_Action item_
Take the entries below and print all of them exactly, please.

[Stored items]
************

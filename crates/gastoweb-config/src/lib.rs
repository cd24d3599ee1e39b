//! Configuration management for gastoweb
//!
//! Loading and validation of the server, database and logging settings
//! from a YAML file, with serde-level defaults so a partial file works.

pub mod error;

use serde::{Deserialize, Serialize};
use std::path::PathBuf;

pub use error::{ConfigError, ConfigErrorCode, ConfigResult};

// ==================== Configuration Types ====================

/// Server configuration
#[derive(Debug, Clone, Serialize, Deserialize)]
pub struct ServerConfig {
    /// Server host address
    #[serde(default = "default_host")]
    pub host: String,
    /// Server port
    #[serde(default = "default_port")]
    pub port: u16,
}

impl Default for ServerConfig {
    fn default() -> Self {
        Self {
            host: default_host(),
            port: default_port(),
        }
    }
}

fn default_host() -> String {
    "0.0.0.0".to_string()
}

fn default_port() -> u16 {
    8081
}

/// Database configuration
#[derive(Debug, Clone, Serialize, Deserialize)]
pub struct DatabaseConfig {
    /// Database connection URL
    #[serde(default = "default_database_url")]
    pub url: String,
    /// Connection pool upper bound
    #[serde(default = "default_max_connections")]
    pub max_connections: u32,
}

impl Default for DatabaseConfig {
    fn default() -> Self {
        Self {
            url: default_database_url(),
            max_connections: default_max_connections(),
        }
    }
}

fn default_database_url() -> String {
    "sqlite://gastoweb.db".to_string()
}

fn default_max_connections() -> u32 {
    10
}

/// Logging configuration
#[derive(Debug, Clone, Serialize, Deserialize)]
pub struct LoggingConfig {
    /// Log level: debug, info, warn, error
    #[serde(default = "default_log_level")]
    pub level: String,
}

impl Default for LoggingConfig {
    fn default() -> Self {
        Self {
            level: default_log_level(),
        }
    }
}

fn default_log_level() -> String {
    "info".to_string()
}

/// Main configuration structure
#[derive(Debug, Clone, Serialize, Deserialize, Default)]
pub struct Config {
    /// Server settings
    #[serde(default)]
    pub server: ServerConfig,
    /// Database settings
    #[serde(default)]
    pub database: DatabaseConfig,
    /// Logging settings
    #[serde(default)]
    pub logging: LoggingConfig,
}

impl Config {
    /// Load configuration from a YAML file
    pub fn load(path: PathBuf) -> ConfigResult<Self> {
        let content = std::fs::read_to_string(&path).map_err(|err| {
            if err.kind() == std::io::ErrorKind::NotFound {
                ConfigError::FileNotFound {
                    path: path.to_string_lossy().into_owned(),
                }
            } else {
                ConfigError::IoError
            }
        })?;

        let config: Config = serde_yaml::from_str(&content).map_err(|_| ConfigError::InvalidYaml)?;

        config.validate()?;

        Ok(config)
    }

    /// Validate configuration values
    pub fn validate(&self) -> ConfigResult<()> {
        if self.server.port == 0 {
            return Err(ConfigError::InvalidValue {
                field: "server.port".to_string(),
                reason: "Port must be greater than 0".to_string(),
            });
        }

        if self.database.url.trim().is_empty() {
            return Err(ConfigError::InvalidValue {
                field: "database.url".to_string(),
                reason: "Database URL must not be empty".to_string(),
            });
        }

        if self.database.max_connections == 0 {
            return Err(ConfigError::InvalidValue {
                field: "database.max_connections".to_string(),
                reason: "Connection pool needs at least one connection".to_string(),
            });
        }

        Ok(())
    }

    /// Generate a default configuration file
    pub fn generate_default() -> &'static str {
        include_str!("../templates/default_config.yaml")
    }
}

************

_Exercise solution_
filename crates/gastoweb-config/src/lib.rs
repository cd24d3599ee1e39b
//! Configuration management for gastoweb
//!
//! Loading and validation of the server, database and logging settings
//! from a YAML file, with serde-level defaults so a partial file works.

pub mod error;

use serde::{Deserialize, Serialize};
use std::path::PathBuf;

pub use error::{ConfigError, ConfigErrorCode, ConfigResult};

// ==================== Configuration Types ====================

/// Server configuration
#[derive(Debug, Clone, Serialize, Deserialize)]
pub struct ServerConfig {
    /// Server host address
    #[serde(default = "default_host")]
    pub host: String,
    /// Server port
    #[serde(default = "default_port")]
    pub port: u16,
}

impl Default for ServerConfig {
    fn default() -> Self {
        Self {
            host: default_host(),
            port: default_port(),
        }
    }
}

fn default_host() -> String {
    "0.0.0.0".to_string()
}

fn default_port() -> u16 {
    8081
}

/// Database configuration
#[derive(Debug, Clone, Serialize, Deserialize)]
pub struct DatabaseConfig {
    /// Database connection URL
    #[serde(default = "default_database_url")]
    pub url: String,
    /// Connection pool upper bound
    #[serde(default = "default_max_connections")]
    pub max_connections: u32,
}

impl Default for DatabaseConfig {
    fn default() -> Self {
        Self {
            url: default_database_url(),
            max_connections: default_max_connections(),
        }
    }
}

fn default_database_url() -> String {
    "sqlite://gastoweb.db".to_string()
}

fn default_max_connections() -> u32 {
    10
}

/// Logging configuration
#[derive(Debug, Clone, Serialize, Deserialize)]
pub struct LoggingConfig {
    /// Log level: debug, info, warn, error
    #[serde(default = "default_log_level")]
    pub level: String,
}

impl Default for LoggingConfig {
    fn default() -> Self {
        Self {
            level: default_log_level(),
        }
    }
}

fn default_log_level() -> String {
    "info".to_string()
}

/// Main configuration structure
#[derive(Debug, Clone, Serialize, Deserialize, Default)]
pub struct Config {
    /// Server settings
    #[serde(default)]
    pub server: ServerConfig,
    /// Database settings
    #[serde(default)]
    pub database: DatabaseConfig,
    /// Logging settings
    #[serde(default)]
    pub logging: LoggingConfig,
}

impl Config {
    /// Load configuration from a YAML file
    pub fn load(path: PathBuf) -> ConfigResult<Self> {
        let content = std::fs::read_to_string(&path).map_err(|err| {
            if err.kind() == std::io::ErrorKind::NotFound {
                ConfigError::FileNotFound {
                    path: path.to_string_lossy().into_owned(),
                }
            } else {
                ConfigError::IoError
            }
        })?;

        let config: Config = serde_yaml::from_str(&content).map_err(|_| ConfigError::InvalidYaml)?;

        config.validate()?;

        Ok(config)
    }

    /// Validate configuration values
    pub fn validate(&self) -> ConfigResult<()> {
        if self.server.port == 0 {
            return Err(ConfigError::InvalidValue {
                field: "server.port".to_string(),
                reason: "Port must be greater than 0".to_string(),
            });
        }

        if self.database.url.trim().is_empty() {
            return Err(ConfigError::InvalidValue {
                field: "database.url".to_string(),
                reason: "Database URL must not be empty".to_string(),
            });
        }

        if self.database.max_connections == 0 {
            return Err(ConfigError::InvalidValue {
                field: "database.max_connections".to_string(),
                reason: "Connection pool needs at least one connection".to_string(),
            });
        }

        Ok(())
    }

    /// Generate a default configuration file
    pub fn generate_default() -> &'static str {
        include_str!("../templates/default_config.yaml")
    }
}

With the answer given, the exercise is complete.